SOCIETY
UK scientists start checks on safety of mitochondrial swaps for human babies
Baku, January 20 (AZERTAC). Biotech regulators in Britain have started public consultation on experimental reproductive procedures proposed to treat rare mitochondrial diseases, and scientists have been given 5.8 million pounds ($NZ11.1m) to investigate the safety of the techniques. And the Nuffield Council on Bioethics is conducting an ethical review on the imnplications of the DNA-swapping technologies, which involve transferring the nuclear DNA of an egg with defective mitochondria to an egg with healthy mitochondria that has been stripped of its nucleus. Tabloid media have portrayed this as producing children with three parents.
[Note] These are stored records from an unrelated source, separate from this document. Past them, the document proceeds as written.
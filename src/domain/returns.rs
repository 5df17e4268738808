//! Simple and annualized return calculation.

use crate::domain::error::AnalyzerError;
use serde::Serialize;

#[derive(Debug, Clone, PartialEq, Serialize)]
pub struct AnnualizedReturn {
    pub symbol: String,
    pub simple_return: f64,
    pub annualized_return: f64,
}

/// `(current - purchase) / purchase`
pub fn simple_return(
    symbol: &str,
    purchase_price: f64,
    current_price: f64,
) -> Result<f64, AnalyzerError> {
    if !purchase_price.is_finite() || purchase_price <= 0.0 {
        return Err(AnalyzerError::InvalidPrice {
            symbol: symbol.to_string(),
            price: purchase_price,
        });
    }
    if !current_price.is_finite() || current_price < 0.0 {
        return Err(AnalyzerError::InvalidPrice {
            symbol: symbol.to_string(),
            price: current_price,
        });
    }
    Ok((current_price - purchase_price) / purchase_price)
}

/// `(1 + simple)^years - 1`. A one-year holding period returns `simple`
/// unchanged.
pub fn annualize(simple: f64, years: u32) -> Result<f64, AnalyzerError> {
    match years {
        0 => Err(AnalyzerError::InvalidHoldingPeriod { years }),
        1 => Ok(simple),
        n => {
            let exponent = i32::try_from(n)
                .map_err(|_| AnalyzerError::InvalidHoldingPeriod { years })?;
            Ok((1.0 + simple).powi(exponent) - 1.0)
        }
    }
}

impl AnnualizedReturn {
    pub fn compute(
        symbol: &str,
        purchase_price: f64,
        current_price: f64,
        years: u32,
    ) -> Result<Self, AnalyzerError> {
        let simple = simple_return(symbol, purchase_price, current_price)?;
        let annualized = annualize(simple, years)?;
        Ok(Self {
            symbol: symbol.to_string(),
            simple_return: simple,
            annualized_return: annualized,
        })
    }
}

#[cfg(test)]
mod tests {
    use super::*;
    use approx::assert_relative_eq;
    use proptest::prelude::*;

    #[test]
    fn ten_percent_gain_over_one_year() {
        let r = AnnualizedReturn::compute("AAPL", 100.0, 110.0, 1).unwrap();
        assert_relative_eq!(r.simple_return, 0.10);
        assert_relative_eq!(r.annualized_return, 0.10);
        assert_eq!(r.symbol, "AAPL");
    }

    #[test]
    fn loss_is_negative() {
        let r = AnnualizedReturn::compute("MSFT", 200.0, 150.0, 1).unwrap();
        assert_relative_eq!(r.simple_return, -0.25);
        assert_relative_eq!(r.annualized_return, -0.25);
    }

    #[test]
    fn multi_year_compounds() {
        // (1 + 0.1)^2 - 1 = 0.21
        let r = AnnualizedReturn::compute("GOOG", 100.0, 110.0, 2).unwrap();
        assert_relative_eq!(r.simple_return, 0.10);
        assert_relative_eq!(r.annualized_return, 0.21, epsilon = 1e-12);
    }

    #[test]
    fn total_loss_is_minus_one() {
        let r = AnnualizedReturn::compute("XYZ", 50.0, 0.0, 1).unwrap();
        assert_relative_eq!(r.simple_return, -1.0);
    }

    #[test]
    fn zero_purchase_price_is_invalid() {
        let err = AnnualizedReturn::compute("AAPL", 0.0, 110.0, 1).unwrap_err();
        assert!(matches!(err, AnalyzerError::InvalidPrice { price, .. } if price == 0.0));
    }

    #[test]
    fn negative_and_nan_prices_are_invalid() {
        assert!(matches!(
            simple_return("AAPL", -1.0, 10.0),
            Err(AnalyzerError::InvalidPrice { .. })
        ));
        assert!(matches!(
            simple_return("AAPL", f64::NAN, 10.0),
            Err(AnalyzerError::InvalidPrice { .. })
        ));
        assert!(matches!(
            simple_return("AAPL", 10.0, f64::INFINITY),
            Err(AnalyzerError::InvalidPrice { .. })
        ));
        assert!(matches!(
            simple_return("AAPL", 10.0, -5.0),
            Err(AnalyzerError::InvalidPrice { .. })
        ));
    }

    #[test]
    fn zero_years_is_invalid() {
        assert!(matches!(
            annualize(0.1, 0),
            Err(AnalyzerError::InvalidHoldingPeriod { years: 0 })
        ));
    }

    proptest! {
        #[test]
        fn one_year_annualized_equals_simple(
            purchase in 0.01f64..1e6,
            current in 0.01f64..1e6,
        ) {
            let r = AnnualizedReturn::compute("P", purchase, current, 1).unwrap();
            prop_assert_eq!(r.annualized_return, r.simple_return);
        }

        #[test]
        fn results_are_finite(
            purchase in 0.01f64..1e6,
            current in 0.0f64..1e6,
            years in 1u32..10,
        ) {
            let r = AnnualizedReturn::compute("P", purchase, current, years).unwrap();
            prop_assert!(r.simple_return.is_finite());
            prop_assert!(r.annualized_return.is_finite());
        }
    }
}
The mitochondrion is a cytoplasmic organelle of endosymbiotic origin, responsible for energy production, apoptosis regulation and formation of reactive oxygen species within the cell. It contains a circular DNA with 37 genes with strict maternal inheritance.
Mitochondrial DNA mutations (mtDNA) passed from a mother to her child have been linked to a number of conditions, such as some forms of muscular dystrophy and type 2 diabetes. The UK research funding will set up a Wellcome Trust Centre for Mitochondrial Research at Newcastle University, headed by neurologist Professor Doug Turnbull, who will check the safety of two DNA-swapping procedures called pronuclear transfer and maternal spindle transfer. Professor Turnbull has already carried out pronuclear transfer — shifting the nucleus of a fertilised egg into another fertilised egg that lacks mitochondrial mutations and has been stripped of its nucleus — in human eggs that were not suitable for implant and found that 18 out of the 80 resulting embryos developed to the 8-cell stage, and a small number reached the 100-cell blastocyst stage at which implantation normally occurs.
In April last year, Britain`s Human Fertilisation and Embryology Authority (HFEA) called for specific experiments to be done before the technolgy was tried in humans, and the new work will include some of those experiments.